• [EXERCISE DESCRIPTION] Search term "RuleId": please show all lines in the listing that contain it.

• [RECORDS TO USE]
*** Begin section ***
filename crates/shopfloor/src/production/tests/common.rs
use std::collections::HashMap;
use std::sync::atomic::{AtomicU64, AtomicUsize, Ordering};
use std::sync::{Arc, Mutex};
use std::time::Duration;

use chrono::{NaiveDate, NaiveDateTime};

use crate::config::ProductionConfig;
use crate::production::auth::DigestCredentialStore;
use crate::production::domain::{
    Catalog, LogId, Operation, Operator, PointRule, ProductModel, ProductionLogEntry, RuleDraft,
    RuleId, Sector, WorkSubmission,
};
use crate::production::repository::{
    CatalogRepository, LogFilter, LogRepository, RepositoryError, RuleRepository, SettingsStore,
};
use crate::production::service::ProductionService;

pub(super) const ADMIN_SECRET: &str = "correct horse";

#[derive(Default)]
pub(super) struct MemoryRules {
    rules: Mutex<Vec<PointRule>>,
    revision: AtomicU64,
    pub(super) loads: AtomicUsize,
}

impl RuleRepository for MemoryRules {
    fn all(&self) -> Result<Vec<PointRule>, RepositoryError> {
        self.loads.fetch_add(1, Ordering::SeqCst);
        Ok(self.rules.lock().expect("rules mutex poisoned").clone())
    }

    fn insert(&self, rule: PointRule) -> Result<PointRule, RepositoryError> {
        let mut guard = self.rules.lock().expect("rules mutex poisoned");
        if guard.iter().any(|existing| existing.id == rule.id) {
            return Err(RepositoryError::Conflict);
        }
        guard.push(rule.clone());
        self.revision.fetch_add(1, Ordering::SeqCst);
        Ok(rule)
    }

    fn update(&self, rule: PointRule) -> Result<(), RepositoryError> {
        let mut guard = self.rules.lock().expect("rules mutex poisoned");
        let slot = guard
            .iter_mut()
            .find(|existing| existing.id == rule.id)
            .ok_or(RepositoryError::NotFound)?;
        *slot = rule;
        self.revision.fetch_add(1, Ordering::SeqCst);
        Ok(())
    }

    fn delete(&self, id: &RuleId) -> Result<(), RepositoryError> {
        let mut guard = self.rules.lock().expect("rules mutex poisoned");
        let before = guard.len();
        guard.retain(|rule| &rule.id != id);
        if guard.len() == before {
            return Err(RepositoryError::NotFound);
        }
        self.revision.fetch_add(1, Ordering::SeqCst);
        Ok(())
    }

    fn revision(&self) -> Result<u64, RepositoryError> {
        Ok(self.revision.load(Ordering::SeqCst))
    }
}

impl MemoryRules {
    /// Writes behind the service's back, as another process would.
    pub(super) fn replace_points(&self, id: &RuleId, points: f64) {
        let mut guard = self.rules.lock().expect("rules mutex poisoned");
        if let Some(rule) = guard.iter_mut().find(|rule| &rule.id == id) {
            rule.points_per_unit = points;
        }
        self.revision.fetch_add(1, Ordering::SeqCst);
    }
}

#[derive(Default)]
pub(super) struct MemoryLogs {
    entries: Mutex<HashMap<LogId, ProductionLogEntry>>,
    /// Zero-based index of an `update_batch` call that should fail.
    pub(super) failing_batch: Option<usize>,
    batch_calls: AtomicUsize,
}

impl MemoryLogs {
    pub(super) fn failing_on_batch(index: usize) -> Self {
        Self {
            failing_batch: Some(index),
            ..Self::default()
        }
    }

    pub(super) fn seed(&self, entry: ProductionLogEntry) {
        self.entries
            .lock()
            .expect("log mutex poisoned")
            .insert(entry.id.clone(), entry);
    }

    pub(super) fn get(&self, id: &LogId) -> Option<ProductionLogEntry> {
        self.entries
            .lock()
            .expect("log mutex poisoned")
            .get(id)
            .cloned()
    }

    pub(super) fn batch_calls(&self) -> usize {
        self.batch_calls.load(Ordering::SeqCst)
    }
}

impl LogRepository for MemoryLogs {
    fn insert(&self, entry: ProductionLogEntry) -> Result<ProductionLogEntry, RepositoryError> {
        let mut guard = self.entries.lock().expect("log mutex poisoned");
        if guard.contains_key(&entry.id) {
            return Err(RepositoryError::Conflict);
        }
        guard.insert(entry.id.clone(), entry.clone());
        Ok(entry)
    }

    fn update(&self, entry: ProductionLogEntry) -> Result<(), RepositoryError> {
        let mut guard = self.entries.lock().expect("log mutex poisoned");
        if guard.contains_key(&entry.id) {
            guard.insert(entry.id.clone(), entry);
            Ok(())
        } else {
            Err(RepositoryError::NotFound)
        }
    }

    fn update_batch(&self, entries: &[ProductionLogEntry]) -> Result<usize, RepositoryError> {
        let call = self.batch_calls.fetch_add(1, Ordering::SeqCst);
        if self.failing_batch == Some(call) {
            return Err(RepositoryError::Unavailable("write batch rejected".to_string()));
        }

        let mut guard = self.entries.lock().expect("log mutex poisoned");
        let mut applied = 0;
        for entry in entries {
            if let Some(slot) = guard.get_mut(&entry.id) {
                *slot = entry.clone();
                applied += 1;
            }
        }
        Ok(applied)
    }

    fn delete(&self, id: &LogId) -> Result<(), RepositoryError> {
        let mut guard = self.entries.lock().expect("log mutex poisoned");
        guard.remove(id).map(|_| ()).ok_or(RepositoryError::NotFound)
    }

    fn fetch(&self, id: &LogId) -> Result<Option<ProductionLogEntry>, RepositoryError> {
        Ok(self.get(id))
    }

    fn query(&self, filter: &LogFilter) -> Result<Vec<ProductionLogEntry>, RepositoryError> {
        let guard = self.entries.lock().expect("log mutex poisoned");
        let mut entries: Vec<ProductionLogEntry> = guard
            .values()
            .filter(|entry| filter.matches(entry))
            .cloned()
            .collect();
        entries.sort_by(|a, b| b.timestamp.cmp(&a.timestamp));
        Ok(entries)
    }
}

#[derive(Default)]
pub(super) struct MemorySettings {
    target: Mutex<Option<f64>>,
}

impl SettingsStore for MemorySettings {
    fn productivity_target(&self) -> Result<Option<f64>, RepositoryError> {
        Ok(*self.target.lock().expect("settings mutex poisoned"))
    }

    fn set_productivity_target(&self, points: f64) -> Result<(), RepositoryError> {
        *self.target.lock().expect("settings mutex poisoned") = Some(points);
        Ok(())
    }
}

#[derive(Default)]
pub(super) struct MemoryCatalog {
    catalog: Mutex<Catalog>,
}

impl CatalogRepository for MemoryCatalog {
    fn catalog(&self) -> Result<Catalog, RepositoryError> {
        Ok(self.catalog.lock().expect("catalog mutex poisoned").clone())
    }

    fn insert_operator(&self, operator: Operator) -> Result<(), RepositoryError> {
        let mut guard = self.catalog.lock().expect("catalog mutex poisoned");
        if guard.operators.iter().any(|known| known.name == operator.name) {
            return Err(RepositoryError::Conflict);
        }
        guard.operators.push(operator);
        Ok(())
    }

    fn insert_model(&self, model: ProductModel) -> Result<(), RepositoryError> {
        let mut guard = self.catalog.lock().expect("catalog mutex poisoned");
        if guard.models.iter().any(|known| known.name == model.name) {
            return Err(RepositoryError::Conflict);
        }
        guard.models.push(model);
        Ok(())
    }

    fn insert_operation(&self, operation: Operation) -> Result<(), RepositoryError> {
        let mut guard = self.catalog.lock().expect("catalog mutex poisoned");
        if guard
            .operations
            .iter()
            .any(|known| known.name == operation.name && known.sector == operation.sector)
        {
            return Err(RepositoryError::Conflict);
        }
        guard.operations.push(operation);
        Ok(())
    }
}

pub(super) type TestService = ProductionService<MemoryRules, MemoryLogs, MemorySettings, MemoryCatalog>;

pub(super) struct Harness {
    pub(super) service: Arc<TestService>,
    pub(super) rules: Arc<MemoryRules>,
    pub(super) logs: Arc<MemoryLogs>,
}

pub(super) fn production_config() -> ProductionConfig {
    ProductionConfig {
        daily_target: 500.0,
        rule_cache_ttl: Duration::from_secs(60),
        recalc_batch_size: 2,
    }
}

pub(super) fn harness() -> Harness {
    harness_with_logs(MemoryLogs::default())
}

pub(super) fn harness_with_logs(logs: MemoryLogs) -> Harness {
    let rules = Arc::new(MemoryRules::default());
    let logs = Arc::new(logs);
    let verifier = DigestCredentialStore::new()
        .with_secret(crate::production::ADMIN_SUBJECT, ADMIN_SECRET)
        .with_secret("Ana", "4821");
    let service = Arc::new(ProductionService::new(
        rules.clone(),
        logs.clone(),
        Arc::new(MemorySettings::default()),
        Arc::new(MemoryCatalog::default()),
        Arc::new(verifier),
        production_config(),
    ));

    Harness {
        service,
        rules,
        logs,
    }
}

pub(super) fn laser_cut_rule() -> RuleDraft {
    RuleDraft {
        sector: Sector::Corte,
        model: "Model-X".to_string(),
        operation: "Laser Cut".to_string(),
        points_per_unit: 5.0,
    }
}

pub(super) fn at(day: u32, hour: u32) -> NaiveDateTime {
    NaiveDate::from_ymd_opt(2024, 1, day)
        .and_then(|date| date.and_hms_opt(hour, 0, 0))
        .expect("valid timestamp")
}

pub(super) fn work(operator: &str, day: u32, model: &str, quantity: u32) -> WorkSubmission {
    WorkSubmission {
        timestamp: at(day, 9),
        operator: operator.to_string(),
        sector: Sector::Corte,
        model: model.to_string(),
        operation: "Laser Cut".to_string(),
        quantity,
        order_ref: Some("OP-2024-01".to_string()),
        comment: None,
    }
}

pub(super) fn stored_entry(id: &str, model: &str, quantity: u32, points: f64) -> ProductionLogEntry {
    ProductionLogEntry {
        id: LogId(id.to_string()),
        timestamp: at(10, 7),
        operator: "A".to_string(),
        sector: Sector::Corte,
        model: model.to_string(),
        operation: "Laser Cut".to_string(),
        quantity,
        total_points: points,
        order_ref: None,
        comment: None,
    }
}
use crate::cli::ServeArgs;
use crate::infra::{
    AppState, InMemoryCatalog, InMemoryLogRepository, InMemoryRuleRepository, InMemorySettings,
};
use crate::routes::with_production_routes;
use axum::Extension;
use axum_prometheus::PrometheusMetricLayer;
use shopfloor::config::AppConfig;
use shopfloor::error::AppError;
use shopfloor::production::{DigestCredentialStore, ProductionService};
use shopfloor::telemetry;
use std::sync::atomic::Ordering;
use std::sync::Arc;
use tracing::{info, warn};

pub(crate) async fn run(mut args: ServeArgs) -> Result<(), AppError> {
    let mut config = AppConfig::load()?;

    if let Some(host) = args.host.take() {
        config.server.host = host;
    }
    if let Some(port) = args.port.take() {
        config.server.port = port;
    }

    telemetry::init(&config.telemetry)?;

    let (prometheus_layer, prometheus_handle) = PrometheusMetricLayer::pair();
    let readiness_flag = Arc::new(std::sync::atomic::AtomicBool::new(false));
    let app_state = AppState {
        readiness: readiness_flag.clone(),
        metrics: Arc::new(prometheus_handle),
    };

    let verifier = DigestCredentialStore::from_config(&config.auth);
    if config.auth.admin_secret.is_none() {
        warn!("APP_ADMIN_SECRET is not set; administrative endpoints will reject every request");
    }

    let production_service = Arc::new(ProductionService::new(
        Arc::new(InMemoryRuleRepository::default()),
        Arc::new(InMemoryLogRepository::default()),
        Arc::new(InMemorySettings::default()),
        Arc::new(InMemoryCatalog::default()),
        Arc::new(verifier),
        config.production.clone(),
    ));

    let app = with_production_routes(production_service)
        .layer(Extension(app_state))
        .layer(prometheus_layer);

    let addr = config.server.socket_addr()?;
    let listener = tokio::net::TcpListener::bind(addr).await?;
    readiness_flag.store(true, Ordering::Release);

    info!(
        ?config.environment,
        %addr,
        daily_target = config.production.daily_target,
        "shop-floor production service ready"
    );

    axum::serve(listener, app).await?;
    Ok(())
}
use crate::config::TelemetryConfig;
use std::fmt;
use tracing_subscriber::filter::ParseError;
use tracing_subscriber::EnvFilter;

#[derive(Debug)]
pub enum TelemetryError {
    EnvFilter { value: String, source: ParseError },
    Subscriber(Box<dyn std::error::Error + Send + Sync>),
}

impl fmt::Display for TelemetryError {
    fn fmt(&self, f: &mut fmt::Formatter<'_>) -> fmt::Result {
        match self {
            TelemetryError::EnvFilter { value, .. } => {
                write!(f, "invalid log level/filter '{value}'")
            }
            TelemetryError::Subscriber(err) => write!(f, "telemetry error: {err}"),
        }
    }
}

impl std::error::Error for TelemetryError {
    fn source(&self) -> Option<&(dyn std::error::Error + 'static)> {
        match self {
            TelemetryError::EnvFilter { source, .. } => Some(source),
            TelemetryError::Subscriber(err) => Some(&**err),
        }
    }
}

/// `RUST_LOG` wins when set; otherwise the configured level applies.
pub fn env_filter(config: &TelemetryConfig) -> Result<EnvFilter, TelemetryError> {
    match EnvFilter::try_from_default_env() {
        Ok(filter) => Ok(filter),
        Err(_) => {
            EnvFilter::try_new(&config.log_level).map_err(|source| TelemetryError::EnvFilter {
                value: config.log_level.clone(),
                source,
            })
        }
    }
}

pub fn init(config: &TelemetryConfig) -> Result<(), TelemetryError> {
    tracing_subscriber::fmt()
        .with_env_filter(env_filter(config)?)
        .with_target(false)
        .compact()
        .with_ansi(false)
        .try_init()
        .map_err(TelemetryError::Subscriber)
}
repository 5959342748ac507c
mod common;
mod routing;
use super::domain::ProductionLogEntry;
use chrono::{Datelike, Duration, NaiveDate};
use serde::{Deserialize, Serialize};
use std::collections::BTreeMap;

/// Days shown by the short rolling history.
pub const SHORT_HISTORY_DAYS: usize = 15;
/// Days shown by the long rolling history.
pub const LONG_HISTORY_DAYS: usize = 30;

/// Calendar window used to scope logs before aggregation.
#[derive(Debug, Clone, Copy, PartialEq, Eq, Serialize, Deserialize)]
#[serde(rename_all = "snake_case", tag = "kind")]
pub enum LogWindow {
    Day { date: NaiveDate },
    Month { year: i32, month: u32 },
    Range { from: NaiveDate, to: NaiveDate },
    Unrestricted,
}

impl LogWindow {
    pub fn contains(&self, date: NaiveDate) -> bool {
        match *self {
            LogWindow::Day { date: day } => date == day,
            LogWindow::Month { year, month } => date.year() == year && date.month() == month,
            LogWindow::Range { from, to } => date >= from && date <= to,
            LogWindow::Unrestricted => true,
        }
    }

    /// Inclusive first and last day, or `None` when the window is unbounded
    /// or names a month that does not exist.
    pub fn bounds(&self) -> Option<(NaiveDate, NaiveDate)> {
        match *self {
            LogWindow::Day { date } => Some((date, date)),
            LogWindow::Month { year, month } => {
                let first = NaiveDate::from_ymd_opt(year, month, 1)?;
                let next = if month == 12 {
                    NaiveDate::from_ymd_opt(year + 1, 1, 1)?
                } else {
                    NaiveDate::from_ymd_opt(year, month + 1, 1)?
                };
                Some((first, next - Duration::days(1)))
            }
            LogWindow::Range { from, to } => Some((from, to)),
            LogWindow::Unrestricted => None,
        }
    }
}

#[derive(Debug, Clone, Copy, PartialEq, Eq)]
pub enum DayOrder {
    Ascending,
    Descending,
}

/// Work recorded by one operator on one calendar day.
#[derive(Debug, Clone, PartialEq, Serialize)]
pub struct DayAggregate {
    pub date: NaiveDate,
    pub points: f64,
    pub has_unrated: bool,
    pub units: u64,
    pub entries: usize,
}

impl DayAggregate {
    fn empty(date: NaiveDate) -> Self {
        Self {
            date,
            points: 0.0,
            has_unrated: false,
            units: 0,
            entries: 0,
        }
    }

    /// A pure day has points and no unrated work mixed in.
    pub fn is_pure(&self) -> bool {
        self.points > 0.0 && !self.has_unrated
    }
}

/// Filters logs down to one operator and one window.
pub fn scope_logs<'a>(
    logs: &'a [ProductionLogEntry],
    operator: &'a str,
    window: LogWindow,
) -> impl Iterator<Item = &'a ProductionLogEntry> + 'a {
    logs.iter()
        .filter(move |entry| entry.operator == operator && window.contains(entry.work_date()))
}

/// Groups logs by the calendar date of their timestamp.
///
/// Days without logs are never produced.
pub fn aggregate_by_day<'a, I>(logs: I, order: DayOrder) -> Vec<DayAggregate>
where
    I: IntoIterator<Item = &'a ProductionLogEntry>,
{
    let mut days: BTreeMap<NaiveDate, DayAggregate> = BTreeMap::new();

    for entry in logs {
        let date = entry.work_date();
        let day = days
            .entry(date)
            .or_insert_with(|| DayAggregate::empty(date));
        day.points += entry.total_points;
        day.units += u64::from(entry.quantity);
        day.entries += 1;
        if entry.is_unrated() {
            day.has_unrated = true;
        }
    }

    match order {
        DayOrder::Ascending => days.into_values().collect(),
        DayOrder::Descending => days.into_values().rev().collect(),
    }
}

/// The `limit` most recent days, most recent first.
pub fn recent_days<'a, I>(logs: I, limit: usize) -> Vec<DayAggregate>
where
    I: IntoIterator<Item = &'a ProductionLogEntry>,
{
    let mut days = aggregate_by_day(logs, DayOrder::Descending);
    days.truncate(limit);
    days
}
*** End section ***
• [EXERCISE RESPONSE]
    RuleId, Sector, WorkSubmission,
    fn delete(&self, id: &RuleId) -> Result<(), RepositoryError> {
    pub(super) fn replace_points(&self, id: &RuleId, points: f64) {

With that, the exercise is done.